Article image for Bob Hart’s recipe for Buttermilk Chicken



Of all the things we routinely cook on our favourite barbecue these days, an exquisitely roasted chook is possibly my favourite. And the methods that will deliver perfection are many and varied.


There are simply butterflied chooks – cooked in one piece, or separated into two – and there are beer-butt chickens for which a can of beer is inserted where the sun don’t shine.


The biggest challenge for the grill master is keeping that chicken breast moist and tender and, ideally, imparting a touch of wood smoke flavouring to go along with it. Which brings into play another ingenious technique: brining the chicken in a salt and sugar brine to ensure that the breast remains seductively moist and delicious.


But now, there is a brining refinement for barbecue enthusiasts which, in my view, delivers the best results of all. It involves brining the whole bird in salt and buttermilk, ideally for 24 or even 48 hours, and it is life-changing. Trust me…


You will need a very large resealable bag if you can lay your hands on one (or, more sensibly, a box of 12!). I use Hefty Jumbo bags which you will find on-line at large American retailers and which, because they are from the US marketplace, list their capacity as 2.5 gallons! Which is a lot, I can assure you. These will easily accommodate a medium turkey, let alone the 20 (2kg) chook I suggest you use for this recipe.


So, buy your chook – ensuring it is free-range, farm-raised if possible, and not one that is offered to you sealed in skin-tight plastic. Yeccch!  Your farm-raised bird will actually deliver real flavour, wheras most supermarket chooks, which have lived sad lives, will do nothing of the sort.

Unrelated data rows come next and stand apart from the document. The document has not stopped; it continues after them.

//! Composite-key codec for the bulletin keyspace.
//!
//! All multi-byte integers are big-endian. "Low-N" means the low N bytes
//! of the 8-byte big-endian encoding.

use bulletin_proto::{Address, BulletinType, TopicHash};
use xxhash_rust::xxh64::xxh64;

/// Full main key: `Type1 || TopicHashXX8 || Timestamp5 || SN8 || FromHashXX8`.
pub const MAIN_KEY_LEN: usize = 30;

/// Main key head: `Type1 || TopicHashXX8 || Timestamp5`.
pub const MAIN_KEY_HEAD_LEN: usize = 14;

/// Serial number: `BlockTime5 || TxIndex3`.
pub const SN_LEN: usize = 8;

/// First byte of every index key, above the bulletin-type range.
pub const INDEX_TAG: u8 = 220;

/// Offset of the history count inside a main value.
pub const HISTORY_COUNT_OFFSET: usize = 32;

/// Offset of the ID list inside a main value.
pub const ID_LIST_OFFSET: usize = 36;

/// Length of one entry in a main value's ID list.
pub const BULLETIN_ID_LEN: usize = bulletin_proto::BULLETIN_ID_LEN;

/// 8-byte fingerprint of arbitrary bytes: the big-endian encoding of an
/// unkeyed 64-bit xxhash. Fingerprints are not collision-free; readers
/// must re-check full identities on the stored value.
pub fn short_hash(data: &[u8]) -> [u8; 8] {
    xxh64(data, 0).to_be_bytes()
}

/// Low 5 bytes of a second-precision instant.
pub fn low5(v: i64) -> [u8; 5] {
    let b = (v as u64).to_be_bytes();
    [b[3], b[4], b[5], b[6], b[7]]
}

/// Low 3 bytes of a transaction ordinal.
pub fn low3(v: i64) -> [u8; 3] {
    let b = (v as u64).to_be_bytes();
    [b[5], b[6], b[7]]
}

/// Mint the serial number for a delivery: `Low5(block_time) || Low3(tx_index)`.
pub fn sn_from_block_coords(block_time: i64, tx_index: i64) -> [u8; SN_LEN] {
    let mut sn = [0u8; SN_LEN];
    sn[..5].copy_from_slice(&low5(block_time));
    sn[5..].copy_from_slice(&low3(tx_index));
    sn
}

/// The per-(type, topic, timestamp) head shared by a main key and its
/// index entries.
pub fn main_key_head(
    bulletin_type: BulletinType,
    topic_hash: &TopicHash,
    timestamp: i64,
) -> [u8; MAIN_KEY_HEAD_LEN] {
    let mut head = [0u8; MAIN_KEY_HEAD_LEN];
    head[0] = bulletin_type.as_byte();
    head[1..9].copy_from_slice(&short_hash(topic_hash));
    head[9..].copy_from_slice(&low5(timestamp));
    head
}

/// Full main key from its three parts.
pub fn main_key(
    head: &[u8; MAIN_KEY_HEAD_LEN],
    sn: &[u8; SN_LEN],
    from: &Address,
) -> [u8; MAIN_KEY_LEN] {
    let mut key = [0u8; MAIN_KEY_LEN];
    key[..MAIN_KEY_HEAD_LEN].copy_from_slice(head);
    key[MAIN_KEY_HEAD_LEN..MAIN_KEY_HEAD_LEN + SN_LEN].copy_from_slice(sn);
    key[MAIN_KEY_HEAD_LEN + SN_LEN..].copy_from_slice(&short_hash(from));
    key
}

/// Exact-SN index key: `220 || BlockTime5 || TxIndex3` (9 bytes).
pub fn index_by_sn_key(sn: &[u8; SN_LEN]) -> [u8; 1 + SN_LEN] {
    let mut key = [0u8; 1 + SN_LEN];
    key[0] = INDEX_TAG;
    key[1..].copy_from_slice(sn);
    key
}

/// Slot-range bucket key: `220 || BlockTime5 || TxIndexHi2` (8 bytes).
/// All deliveries sharing the top two TxIndex bytes land in one bucket.
pub fn slot_range_key(sn: &[u8; SN_LEN]) -> [u8; SN_LEN] {
    let mut key = [0u8; SN_LEN];
    key[0] = INDEX_TAG;
    key[1..].copy_from_slice(&sn[..SN_LEN - 1]);
    key
}

/// Positional lookup into a slot-range bucket value. `None` when the
/// bucket holds fewer than `index + 1` heads.
pub fn head_at(bucket: &[u8], index: usize) -> Option<&[u8]> {
    let start = index * MAIN_KEY_HEAD_LEN;
    let end = start + MAIN_KEY_HEAD_LEN;
    if bucket.len() < end {
        return None;
    }
    Some(&bucket[start..end])
}

/// Canonical exclusion-set form of a serial number: lowercase hex.
pub fn sn_hex(sn: &[u8]) -> String {
    hex::encode(sn)
}

/// Split a stored main value into
/// `(topic_hash32, history_count, id_list, envelope)`.
/// `None` when the value is shorter than its own header claims.
pub fn split_main_value(value: &[u8]) -> Option<(&[u8], u32, &[u8], &[u8])> {
    if value.len() < ID_LIST_OFFSET {
        return None;
    }
    let mut count_buf = [0u8; 4];
    count_buf.copy_from_slice(&value[HISTORY_COUNT_OFFSET..ID_LIST_OFFSET]);
    let count = u32::from_be_bytes(count_buf);
    let envelope_start = ID_LIST_OFFSET + count as usize * BULLETIN_ID_LEN;
    if value.len() < envelope_start {
        return None;
    }
    Some((
        &value[..HISTORY_COUNT_OFFSET],
        count,
        &value[ID_LIST_OFFSET..envelope_start],
        &value[envelope_start..],
    ))
}
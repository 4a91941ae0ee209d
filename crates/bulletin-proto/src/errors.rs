//! Error types for envelope framing and field validation.

use thiserror::Error;

/// Errors produced while slicing, decoding, or validating an envelope.
///
/// The first three variants are the stable validation outcomes surfaced
/// to the delivery protocol as distinct response codes; the codec variants
/// cover bincode failures on individual sections.
#[derive(Debug, Clone, PartialEq, Eq, Error)]
pub enum ProtoError {
    /// The envelope bytes are too short or a section length points past
    /// the end of the buffer.
    #[error("invalid tx envelope bytes")]
    InvalidTxBytes,

    /// The bulletin section is missing or its fields fail validation.
    #[error("invalid bulletin fields")]
    InvalidBulletinFields,

    /// The stochastic-payment section is present but its fields fail
    /// validation.
    #[error("invalid stochastic payment fields")]
    InvalidStochasticPaymentFields,

    /// A section payload could not be decoded.
    #[error("section decode failed: {0}")]
    Decode(String),

    /// A message could not be encoded while assembling an envelope.
    #[error("section encode failed: {0}")]
    Encode(String),
}
//! Stochastic-payment voucher carried alongside a bulletin.

use serde::{Deserialize, Serialize};

use crate::bulletin::ADDRESS_LEN;
use crate::errors::ProtoError;

/// Maximum encoded length of a payment amount.
pub const MAX_AMOUNT_LEN: usize = 12;

/// Length of a recoverable secp256k1 signature (r || s || v).
pub const SIGNATURE_LEN: usize = 65;

/// A probabilistic micropayment authorization.
///
/// The registry only checks field shapes; signature recovery and on-chain
/// settlement belong to the host application.
#[derive(Debug, Clone, Default, PartialEq, Eq, Serialize, Deserialize)]
pub struct StochasticPayment {
    /// Merkle root over the validator public-key hashes, 32 bytes.
    pub validator_pubkey_hash_root: Vec<u8>,
    /// Payment deadline, unix seconds.
    pub due_time: i64,
    /// Win probability, fixed-point over the full u32 range.
    pub probability: u32,
    /// Payee address; empty means pay-to-validator only.
    pub payee: Vec<u8>,
    pub amount_to_payee: Vec<u8>,
    pub amount_to_validator: Vec<u8>,
    /// Replay-protection nonces already observed by the payer.
    pub nonces: Vec<u8>,
    pub signature: Vec<u8>,
}

impl StochasticPayment {
    pub fn is_valid(&self) -> bool {
        self.validator_pubkey_hash_root.len() == 32
            && self.due_time > 0
            && self.probability > 0
            && (self.payee.is_empty() || self.payee.len() == ADDRESS_LEN)
            && self.amount_to_payee.len() <= MAX_AMOUNT_LEN
            && self.amount_to_validator.len() <= MAX_AMOUNT_LEN
            && self.signature.len() == SIGNATURE_LEN
    }

    pub fn validate(&self) -> Result<(), ProtoError> {
        if self.is_valid() {
            Ok(())
        } else {
            Err(ProtoError::InvalidStochasticPaymentFields)
        }
    }
}

#[cfg(test)]
mod tests {
    use super::*;

    fn sample() -> StochasticPayment {
        StochasticPayment {
            validator_pubkey_hash_root: vec![0x11; 32],
            due_time: 1_700_000_000,
            probability: 1 << 30,
            payee: vec![0x22; ADDRESS_LEN],
            amount_to_payee: vec![0x01, 0x00],
            amount_to_validator: vec![0x02],
            nonces: vec![0x00; 8],
            signature: vec![0x33; SIGNATURE_LEN],
        }
    }

    #[test]
    fn test_valid_payment() {
        assert!(sample().is_valid());
    }

    #[test]
    fn test_empty_payee_allowed() {
        let mut p = sample();
        p.payee.clear();
        assert!(p.is_valid());
    }

    #[test]
    fn test_bad_root_length() {
        let mut p = sample();
        p.validator_pubkey_hash_root.pop();
        assert_eq!(p.validate(), Err(ProtoError::InvalidStochasticPaymentFields));
    }

    #[test]
    fn test_amount_too_long() {
        let mut p = sample();
        p.amount_to_payee = vec![0u8; MAX_AMOUNT_LEN + 1];
        assert!(!p.is_valid());
    }

    #[test]
    fn test_bad_signature_length() {
        let mut p = sample();
        p.signature.truncate(64);
        assert!(!p.is_valid());
    }
}
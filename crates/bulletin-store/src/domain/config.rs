//! Engine configuration.

use serde::{Deserialize, Serialize};

/// Tunables for the storage engine. Defaults match the wire-stable
/// behavior; hosts override them per shard.
#[derive(Debug, Clone, Serialize, Deserialize)]
pub struct StoreConfig {
    /// How far an author-declared timestamp may lag the block time before
    /// a non-censor creation is rejected (default: 180 s).
    pub max_backdate_secs: i64,

    /// Range-query result-vector cap (default: 8192).
    pub max_results: usize,

    /// Range-query record-count cap (default: 255).
    pub max_result_count: usize,
}

impl Default for StoreConfig {
    fn default() -> Self {
        Self {
            max_backdate_secs: 180,
            max_results: 8192,
            max_result_count: 255,
        }
    }
}

impl StoreConfig {
    pub fn new() -> Self {
        Self::default()
    }

    pub fn with_max_backdate_secs(mut self, secs: i64) -> Self {
        self.max_backdate_secs = secs;
        self
    }

    pub fn with_max_results(mut self, max: usize) -> Self {
        self.max_results = max;
        self
    }

    pub fn with_max_result_count(mut self, max: usize) -> Self {
        self.max_result_count = max;
        self
    }
}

Now, salt your chook very generously with crystalised sea salt (I use Maldons) – never table salt, which is nasty stuff. Place it in the resealable bag and add a 600ml carton of buttermilk – something you SHOULD buy at a supermarket. Ensure the bag is properly sealed after squeezing out as much air as possible, and place it in the bottom of your fridge overnight. Next day, and possibly the next, jiggle it to redistribute both the salt and the buttermilk, and return it to the fridge.


Roughly an hour before you are ready to roast it, remove the bag from the fridge and the bird from the bag. Scrape off as much of the buttermilk as you can with just your hands, and put the marinated chook to one side to return to room temperature.


Now, fire up your barbecue for roasting – i.e. to around 220C (lid down, or course). Gas barbecues will do the job but something with a hit of smoke – a Weber kettle, say, or a kamado barbecue – will do an even better job.


Place the chook on an adjustable roasting rack, something you can pick up in any kitchen shop very cheaply, which you have lightly oiled. Normally, these are designed to go into a large baking dish. But on this occasion, position it, chicken in place, flush on the grill.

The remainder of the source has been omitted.